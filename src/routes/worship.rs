/**
 * Worship/Prayer Routes
 * Public listing by category plus admin CRUD
 */
use axum::{
    extract::{Path, Query, State},
    http::{HeaderMap, StatusCode},
    response::IntoResponse,
    Json,
};
use serde::{Deserialize, Serialize};
use uuid::Uuid;
use validator::Validate;

use crate::config::AppState;
use crate::db::{
    self,
    models::{NewWorshipPrayer, WorshipPrayerPatch},
    storage,
};
use crate::routes::auth::require_auth;
use crate::routes::{validation_details, ErrorResponse, MessageResponse};

pub const WORSHIP_CATEGORIES: &[&str] = &["worship", "prayer"];

// ============================================================================
// Request/Response Types
// ============================================================================

/// Query parameters for GET /api/worship-prayer
#[derive(Debug, Deserialize)]
pub struct WorshipListQuery {
    pub category: Option<String>,
}

/// Request body for POST /api/admin/worship-prayer
#[derive(Debug, Deserialize, Serialize, Validate)]
#[serde(rename_all = "camelCase")]
pub struct CreateWorshipPrayerRequest {
    #[validate(length(min = 1, message = "Title is required"))]
    pub title: String,
    pub category: String,
    pub video_url: Option<String>,
    pub start_sec: Option<i32>,
    pub end_sec: Option<i32>,
    pub lyrics: Option<String>,
    pub chord_chart: Option<String>,
    pub attachments: Option<Vec<String>>,
}

/// Request body for PUT /api/admin/worship-prayer/:id. Absent fields stay
/// unchanged; an explicit `null` clears a nullable column.
#[derive(Debug, Deserialize, Default)]
#[serde(rename_all = "camelCase")]
pub struct UpdateWorshipPrayerRequest {
    pub title: Option<String>,
    pub category: Option<String>,
    #[serde(default, deserialize_with = "crate::routes::double_option")]
    pub video_url: Option<Option<String>>,
    pub start_sec: Option<i32>,
    #[serde(default, deserialize_with = "crate::routes::double_option")]
    pub end_sec: Option<Option<i32>>,
    #[serde(default, deserialize_with = "crate::routes::double_option")]
    pub lyrics: Option<Option<String>>,
    #[serde(default, deserialize_with = "crate::routes::double_option")]
    pub chord_chart: Option<Option<String>>,
    pub attachments: Option<Vec<String>>,
}

fn is_worship_category(category: &str) -> bool {
    WORSHIP_CATEGORIES.contains(&category)
}

// ============================================================================
// Handlers
// ============================================================================

/// GET /api/worship-prayer - List items, optionally filtered by category
pub async fn list_worship_prayer(Query(query): Query<WorshipListQuery>) -> impl IntoResponse {
    if let Some(category) = query.category.as_deref() {
        if !is_worship_category(category) {
            return (
                StatusCode::BAD_REQUEST,
                Json(ErrorResponse::new(
                    "Category must be one of: worship, prayer",
                )),
            )
                .into_response();
        }
    }

    let pool = match db::get_pool() {
        Some(p) => p,
        None => {
            return (
                StatusCode::SERVICE_UNAVAILABLE,
                Json(ErrorResponse::new("Database not available")),
            )
                .into_response();
        }
    };

    let result = match query.category.as_deref() {
        Some(category) => storage::list_worship_prayer_by_category(pool.as_ref(), category).await,
        None => storage::list_worship_prayer(pool.as_ref()).await,
    };

    match result {
        Ok(items) => (StatusCode::OK, Json(items)).into_response(),
        Err(e) => {
            tracing::error!("Database error fetching worship/prayer items: {}", e);
            (
                StatusCode::INTERNAL_SERVER_ERROR,
                Json(ErrorResponse::new("Failed to fetch worship/prayer items")),
            )
                .into_response()
        }
    }
}

/// GET /api/worship-prayer/:id
pub async fn get_worship_prayer(Path(id): Path<Uuid>) -> impl IntoResponse {
    let pool = match db::get_pool() {
        Some(p) => p,
        None => {
            return (
                StatusCode::SERVICE_UNAVAILABLE,
                Json(ErrorResponse::new("Database not available")),
            )
                .into_response();
        }
    };

    match storage::get_worship_prayer(pool.as_ref(), id).await {
        Ok(Some(item)) => (StatusCode::OK, Json(item)).into_response(),
        Ok(None) => (
            StatusCode::NOT_FOUND,
            Json(ErrorResponse::new("Item not found")),
        )
            .into_response(),
        Err(e) => {
            tracing::error!("Database error fetching worship/prayer item: {}", e);
            (
                StatusCode::INTERNAL_SERVER_ERROR,
                Json(ErrorResponse::new("Failed to fetch worship/prayer item")),
            )
                .into_response()
        }
    }
}

/// POST /api/admin/worship-prayer - Create item (auth required)
pub async fn create_worship_prayer(
    State(state): State<AppState>,
    headers: HeaderMap,
    Json(payload): Json<CreateWorshipPrayerRequest>,
) -> impl IntoResponse {
    if let Err(err_response) = require_auth(&headers, &state.config.jwt) {
        return err_response.into_response();
    }

    if let Err(errors) = payload.validate() {
        return (
            StatusCode::BAD_REQUEST,
            Json(ErrorResponse::with_details(
                "Invalid worship/prayer data",
                validation_details(&errors),
            )),
        )
            .into_response();
    }

    if !is_worship_category(&payload.category) {
        return (
            StatusCode::BAD_REQUEST,
            Json(ErrorResponse::new(
                "Category must be one of: worship, prayer",
            )),
        )
            .into_response();
    }

    let pool = match db::get_pool() {
        Some(p) => p,
        None => {
            return (
                StatusCode::SERVICE_UNAVAILABLE,
                Json(ErrorResponse::new("Database not available")),
            )
                .into_response();
        }
    };

    let new_item = NewWorshipPrayer {
        title: payload.title,
        category: payload.category,
        video_url: payload.video_url,
        start_sec: payload.start_sec.unwrap_or(0),
        end_sec: payload.end_sec,
        lyrics: payload.lyrics,
        chord_chart: payload.chord_chart,
        attachments: payload.attachments.unwrap_or_default(),
    };

    match storage::create_worship_prayer(pool.as_ref(), &new_item).await {
        Ok(item) => (StatusCode::CREATED, Json(item)).into_response(),
        Err(e) => {
            tracing::error!("Database error creating worship/prayer item: {}", e);
            (
                StatusCode::INTERNAL_SERVER_ERROR,
                Json(ErrorResponse::new("Failed to create worship/prayer item")),
            )
                .into_response()
        }
    }
}

/// PUT /api/admin/worship-prayer/:id - Merge a partial update (auth required)
pub async fn update_worship_prayer(
    State(state): State<AppState>,
    headers: HeaderMap,
    Path(id): Path<Uuid>,
    Json(payload): Json<UpdateWorshipPrayerRequest>,
) -> impl IntoResponse {
    if let Err(err_response) = require_auth(&headers, &state.config.jwt) {
        return err_response.into_response();
    }

    if let Some(category) = payload.category.as_deref() {
        if !is_worship_category(category) {
            return (
                StatusCode::BAD_REQUEST,
                Json(ErrorResponse::new(
                    "Category must be one of: worship, prayer",
                )),
            )
                .into_response();
        }
    }

    let pool = match db::get_pool() {
        Some(p) => p,
        None => {
            return (
                StatusCode::SERVICE_UNAVAILABLE,
                Json(ErrorResponse::new("Database not available")),
            )
                .into_response();
        }
    };

    let patch = WorshipPrayerPatch {
        title: payload.title,
        category: payload.category,
        video_url: payload.video_url,
        start_sec: payload.start_sec,
        end_sec: payload.end_sec,
        lyrics: payload.lyrics,
        chord_chart: payload.chord_chart,
        attachments: payload.attachments,
    };

    match storage::update_worship_prayer(pool.as_ref(), id, &patch).await {
        Ok(Some(item)) => (StatusCode::OK, Json(item)).into_response(),
        Ok(None) => (
            StatusCode::NOT_FOUND,
            Json(ErrorResponse::new("Item not found")),
        )
            .into_response(),
        Err(e) => {
            tracing::error!("Database error updating worship/prayer item: {}", e);
            (
                StatusCode::INTERNAL_SERVER_ERROR,
                Json(ErrorResponse::new("Failed to update worship/prayer item")),
            )
                .into_response()
        }
    }
}

/// DELETE /api/admin/worship-prayer/:id (auth required)
pub async fn delete_worship_prayer(
    State(state): State<AppState>,
    headers: HeaderMap,
    Path(id): Path<Uuid>,
) -> impl IntoResponse {
    if let Err(err_response) = require_auth(&headers, &state.config.jwt) {
        return err_response.into_response();
    }

    let pool = match db::get_pool() {
        Some(p) => p,
        None => {
            return (
                StatusCode::SERVICE_UNAVAILABLE,
                Json(ErrorResponse::new("Database not available")),
            )
                .into_response();
        }
    };

    match storage::delete_worship_prayer(pool.as_ref(), id).await {
        Ok(true) => (StatusCode::OK, Json(MessageResponse::new("Item deleted"))).into_response(),
        Ok(false) => (
            StatusCode::NOT_FOUND,
            Json(ErrorResponse::new("Item not found")),
        )
            .into_response(),
        Err(e) => {
            tracing::error!("Database error deleting worship/prayer item: {}", e);
            (
                StatusCode::INTERNAL_SERVER_ERROR,
                Json(ErrorResponse::new("Failed to delete worship/prayer item")),
            )
                .into_response()
        }
    }
}

#[cfg(test)]
mod tests {
    use super::*;
    use crate::config::{AppConfig, JwtConfig};
    use crate::routes::auth::create_token;
    use axum::body::Body;
    use axum::http::Request;
    use axum::routing::{get, post};
    use axum::Router;
    use tower::ServiceExt;

    fn test_state() -> AppState {
        AppState::new(AppConfig {
            jwt: JwtConfig {
                secret: "test-secret".to_string(),
                expiry_days: 7,
            },
            cloudinary: None,
        })
    }

    fn worship_router() -> Router {
        Router::new()
            .route("/api/worship-prayer", get(list_worship_prayer))
            .route("/api/admin/worship-prayer", post(create_worship_prayer))
            .with_state(test_state())
    }

    fn bearer() -> String {
        let jwt = JwtConfig {
            secret: "test-secret".to_string(),
            expiry_days: 7,
        };
        format!(
            "Bearer {}",
            create_token(&jwt, &Uuid::new_v4().to_string(), "a@x.org", "admin").unwrap()
        )
    }

    #[test]
    fn test_update_request_null_clears_lyrics() {
        let payload: UpdateWorshipPrayerRequest =
            serde_json::from_value(serde_json::json!({"lyrics": null, "videoUrl": null})).unwrap();
        assert_eq!(payload.lyrics, Some(None));
        assert_eq!(payload.video_url, Some(None));
        assert_eq!(payload.chord_chart, None);
    }

    #[test]
    fn test_is_worship_category() {
        assert!(is_worship_category("worship"));
        assert!(is_worship_category("prayer"));
        assert!(!is_worship_category("sermon"));
    }

    #[tokio::test]
    async fn test_list_with_unknown_category_returns_bad_request() {
        let req = Request::get("/api/worship-prayer?category=sermon")
            .body(Body::empty())
            .unwrap();
        let res = worship_router().oneshot(req).await.unwrap();
        assert_eq!(res.status(), StatusCode::BAD_REQUEST);
    }

    #[tokio::test]
    async fn test_create_without_token_returns_unauthorized() {
        let body = serde_json::json!({"title": "Amazing Grace", "category": "worship"});
        let req = Request::post("/api/admin/worship-prayer")
            .header("content-type", "application/json")
            .body(Body::from(serde_json::to_vec(&body).unwrap()))
            .unwrap();
        let res = worship_router().oneshot(req).await.unwrap();
        assert_eq!(res.status(), StatusCode::UNAUTHORIZED);
    }

    #[tokio::test]
    async fn test_create_invalid_category_returns_bad_request() {
        let body = serde_json::json!({"title": "Amazing Grace", "category": "hymn"});
        let req = Request::post("/api/admin/worship-prayer")
            .header("content-type", "application/json")
            .header("authorization", bearer())
            .body(Body::from(serde_json::to_vec(&body).unwrap()))
            .unwrap();
        let res = worship_router().oneshot(req).await.unwrap();
        assert_eq!(res.status(), StatusCode::BAD_REQUEST);
    }
}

• Work item:
Look through the listing above and copy each line where the string "Grace" occurs.

• Expected output:
        let body = serde_json::json!({"title": "Amazing Grace", "category": "worship"});
        let body = serde_json::json!({"title": "Amazing Grace", "category": "hymn"});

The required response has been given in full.